Hybrid CNN–Transformer

CNN feature extractor compresses to 3×3 spatial tokens, then a 4-layer Transformer encoder and dense classification head. This combined spatial priors with global attention for the best overall accuracy.

Tactical Error Analysis

High Confidence (>95%)

•Immediate wins: 98%+ accuracy
•Forced defensive blocks
•Opening central control

Failure Modes (<65%)

•Multi-move traps
•Dense endgames
•Zugzwang states

Neural networks approximate pattern recognition but cannot simulate future branches. This reflects the historical evolution from supervised AlphaGo to AlphaZero-style policy + search hybrids.

Deployment

AWS Lightsail Backend

•Dockerized TensorFlow inference service
•Model loaded at startup, stateless requests
•Returns probability distribution over 7 moves
•Deterministic, low-latency inference (<4 ms)

Anvil Frontend

•Authenticated UI (email/password, no auto signup)
•Model selector (CNN vs Transformer)
•Real-time human vs bot gameplay
•Tab navigation: Play Game | Training Description

Anvil UI

The frontend was designed to resemble a polished consumer product: gradient background, rounded board container, elevated shadows, distinct yellow/red piece styling, animated feedback messages.

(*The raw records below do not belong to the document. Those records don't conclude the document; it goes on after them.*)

//! The tree model queries run against.
use std::hash::Hash;

/// A resolved name. Name tests compare `namespace` and `local_part`; the
/// prefix is only reported by `name()`.
#[derive(Debug, Clone, Copy, PartialEq, Eq, Hash)]
pub struct QName<'a> {
    pub prefix: Option<&'a str>,
    pub namespace: Option<&'a str>,
    pub local_part: &'a str,
}

impl<'a> QName<'a> {
    /// A name in no namespace.
    pub fn local(local_part: &'a str) -> Self {
        Self {
            prefix: None,
            namespace: None,
            local_part,
        }
    }

    pub fn qualified(prefix: &'a str, namespace: &'a str, local_part: &'a str) -> Self {
        Self {
            prefix: Some(prefix),
            namespace: Some(namespace),
            local_part,
        }
    }
}

/// The seven XPath 1.0 node kinds, minus namespace nodes.
#[derive(Debug, Clone, Copy, PartialEq, Eq, Hash)]
pub enum NodeType {
    Root,
    Element,
    Attribute,
    Text,
    Comment,
    ProcessingInstruction,
}

/// A cheap, copyable handle to a node of some tree.
///
/// `Ord` must follow document order, with attributes after their element and
/// before its children; node-sets are kept sorted and deduplicated with it.
pub trait DataSourceNode<'a>:
    std::fmt::Debug + Clone + Copy + PartialEq + Eq + Hash + PartialOrd + Ord
{
    fn node_type(&self) -> NodeType;

    /// Elements and attributes have names; a processing instruction reports
    /// its target as a local name. Everything else returns `None`.
    fn name(&self) -> Option<QName<'a>>;

    /// The XPath string-value: all descendant text for roots and elements,
    /// the value or content for everything else.
    fn string_value(&self) -> String;

    fn attributes(&self) -> Box<dyn Iterator<Item = Self> + 'a>;

    fn children(&self) -> Box<dyn Iterator<Item = Self> + 'a>;

    /// The owning element for attributes, `None` for the top of a tree.
    fn parent(&self) -> Option<Self>;
}

#[cfg(test)]
pub(crate) mod mock {
    use super::*;
    use std::cmp::Ordering;
    use std::hash::Hasher;

    pub const XML_NS: &str = "http://www.w3.org/XML/1998/namespace";
    pub const NOTE_NS: &str = "urn:example:notes";

    #[derive(Debug)]
    struct Entry {
        node_type: NodeType,
        name: Option<QName<'static>>,
        text: String,
        parent: Option<usize>,
        children: Vec<usize>,
        attributes: Vec<usize>,
    }

    /// A tree whose node ids are handed out in document order, so comparing
    /// ids compares positions. Build it top-down: an element's attributes
    /// before its children.
    #[derive(Debug)]
    pub struct MockTree {
        entries: Vec<Entry>,
    }

    impl MockTree {
        pub fn new() -> Self {
            let root = Entry {
                node_type: NodeType::Root,
                name: None,
                text: String::new(),
                parent: None,
                children: Vec::new(),
                attributes: Vec::new(),
            };
            MockTree {
                entries: vec![root],
            }
        }

        fn push(
            &mut self,
            parent: usize,
            node_type: NodeType,
            name: Option<QName<'static>>,
            text: &str,
        ) -> usize {
            let id = self.entries.len();
            self.entries.push(Entry {
                node_type,
                name,
                text: text.to_string(),
                parent: Some(parent),
                children: Vec::new(),
                attributes: Vec::new(),
            });
            let owner = &mut self.entries[parent];
            if node_type == NodeType::Attribute {
                owner.attributes.push(id);
            } else {
                owner.children.push(id);
            }
            id
        }

        pub fn element(&mut self, parent: usize, name: QName<'static>) -> usize {
            self.push(parent, NodeType::Element, Some(name), "")
        }

        pub fn attribute(&mut self, owner: usize, name: QName<'static>, value: &str) -> usize {
            self.push(owner, NodeType::Attribute, Some(name), value)
        }

        pub fn text(&mut self, parent: usize, text: &str) -> usize {
            self.push(parent, NodeType::Text, None, text)
        }

        pub fn comment(&mut self, parent: usize, text: &str) -> usize {
            self.push(parent, NodeType::Comment, None, text)
        }

        pub fn instruction(&mut self, parent: usize, target: &'static str, text: &str) -> usize {
            self.push(
                parent,
                NodeType::ProcessingInstruction,
                Some(QName::local(target)),
                text,
            )
        }

        pub fn node(&self, id: usize) -> MockNode<'_> {
            MockNode { id, tree: self }
        }

        fn collect_text(&self, id: usize, out: &mut String) {
            for &child in &self.entries[id].children {
                match self.entries[child].node_type {
                    NodeType::Text => out.push_str(&self.entries[child].text),
                    NodeType::Element => self.collect_text(child, out),
                    _ => {}
                }
            }
        }
    }

    #[derive(Debug, Clone, Copy)]
    pub struct MockNode<'a> {
        pub id: usize,
        tree: &'a MockTree,
    }

    impl PartialEq for MockNode<'_> {
        fn eq(&self, other: &Self) -> bool {
            self.id == other.id
        }
    }

    impl Eq for MockNode<'_> {}

    impl PartialOrd for MockNode<'_> {
        fn partial_cmp(&self, other: &Self) -> Option<Ordering> {
            Some(self.cmp(other))
        }
    }

    impl Ord for MockNode<'_> {
        fn cmp(&self, other: &Self) -> Ordering {
            self.id.cmp(&other.id)
        }
    }

    impl Hash for MockNode<'_> {
        fn hash<H: Hasher>(&self, state: &mut H) {
            self.id.hash(state);
        }
    }

    impl<'a> DataSourceNode<'a> for MockNode<'a> {
        fn node_type(&self) -> NodeType {
            self.tree.entries[self.id].node_type
        }

        fn name(&self) -> Option<QName<'a>> {
            self.tree.entries[self.id].name
        }

        fn string_value(&self) -> String {
            let entry = &self.tree.entries[self.id];
            match entry.node_type {
                NodeType::Root | NodeType::Element => {
                    let mut text = String::new();
                    self.tree.collect_text(self.id, &mut text);
                    text
                }
                _ => entry.text.clone(),
            }
        }

        fn attributes(&self) -> Box<dyn Iterator<Item = Self> + 'a> {
            let tree = self.tree;
            Box::new(
                tree.entries[self.id]
                    .attributes
                    .iter()
                    .map(move |&id| MockNode { id, tree }),
            )
        }

        fn children(&self) -> Box<dyn Iterator<Item = Self> + 'a> {
            let tree = self.tree;
            Box::new(
                tree.entries[self.id]
                    .children
                    .iter()
                    .map(move |&id| MockNode { id, tree }),
            )
        }

        fn parent(&self) -> Option<Self> {
            let tree = self.tree;
            tree.entries[self.id]
                .parent
                .map(|id| MockNode { id, tree })
        }
    }

    /// ```text
    /// 0  /
    /// 1  <para id="p1" xml:lang="en">       2 @id, 3 @xml:lang
    /// 4    Hello
    /// 5  <!-- note -->
    /// 6  <div>
    /// 7    <n:note n:kind="memo">           8 @n:kind
    /// 9      Memo
    /// 10 <?render fast?>
    /// 11 <para>
    /// 12   World
    /// ```
    pub fn sample() -> MockTree {
        let mut tree = MockTree::new();
        let para = tree.element(0, QName::local("para"));
        tree.attribute(para, QName::local("id"), "p1");
        tree.attribute(para, QName::qualified("xml", XML_NS, "lang"), "en");
        tree.text(para, "Hello");
        tree.comment(0, " note ");
        let div = tree.element(0, QName::local("div"));
        let note = tree.element(div, QName::qualified("n", NOTE_NS, "note"));
        tree.attribute(note, QName::qualified("n", NOTE_NS, "kind"), "memo");
        tree.text(note, "Memo");
        tree.instruction(0, "render", "fast");
        let second = tree.element(0, QName::local("para"));
        tree.text(second, "World");
        tree
    }
}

Game interface with model selector and board

Interactive gameplay view

Model Performance Visualization

High-confidence board states where models excel

Challenging scenarios (multi-move traps, endgames)

Engineering Tradeoffs

Dimension	CNN	Hybrid Transformer
Accuracy	Strong	Best
Latency	Excellent	Moderate
Training Cost	Low	High
Implementation Complexity	Moderate	High

Both models were deployed to allow direct comparison in the live Anvil app.

Key Takeaways

• Inductive bias matters more than model novelty; small spatial grids favor CNNs
• Transformers benefit from hybridization with spatial feature extractors
• Supervised imitation from MCTS labels has inherent planning limits; neural-guided search (AlphaZero-style) is the natural next step
• Production deployment adds non-trivial engineering overhead: containerization, cloud hosting, authenticated UI

Future Improvements

Neural-guided MCTS (AlphaZero-style) Reinforcement learning fine-tuning Larger dataset (5k–10k games) Lightweight inference-optimized CNN Specialized endgame classifier

Outcome

The final system achieves 81.7% Top-1 move prediction accuracy, avoids catastrophic tactical blunders, runs inference in under 4 ms, supports authenticated interactive gameplay, and is fully containerized and cloud-hosted. It reflects production-ready ML system design with measurable outcomes across search supervision, architecture experimentation, regularization tuning, Docker containerization, cloud deployment, and frontend integration.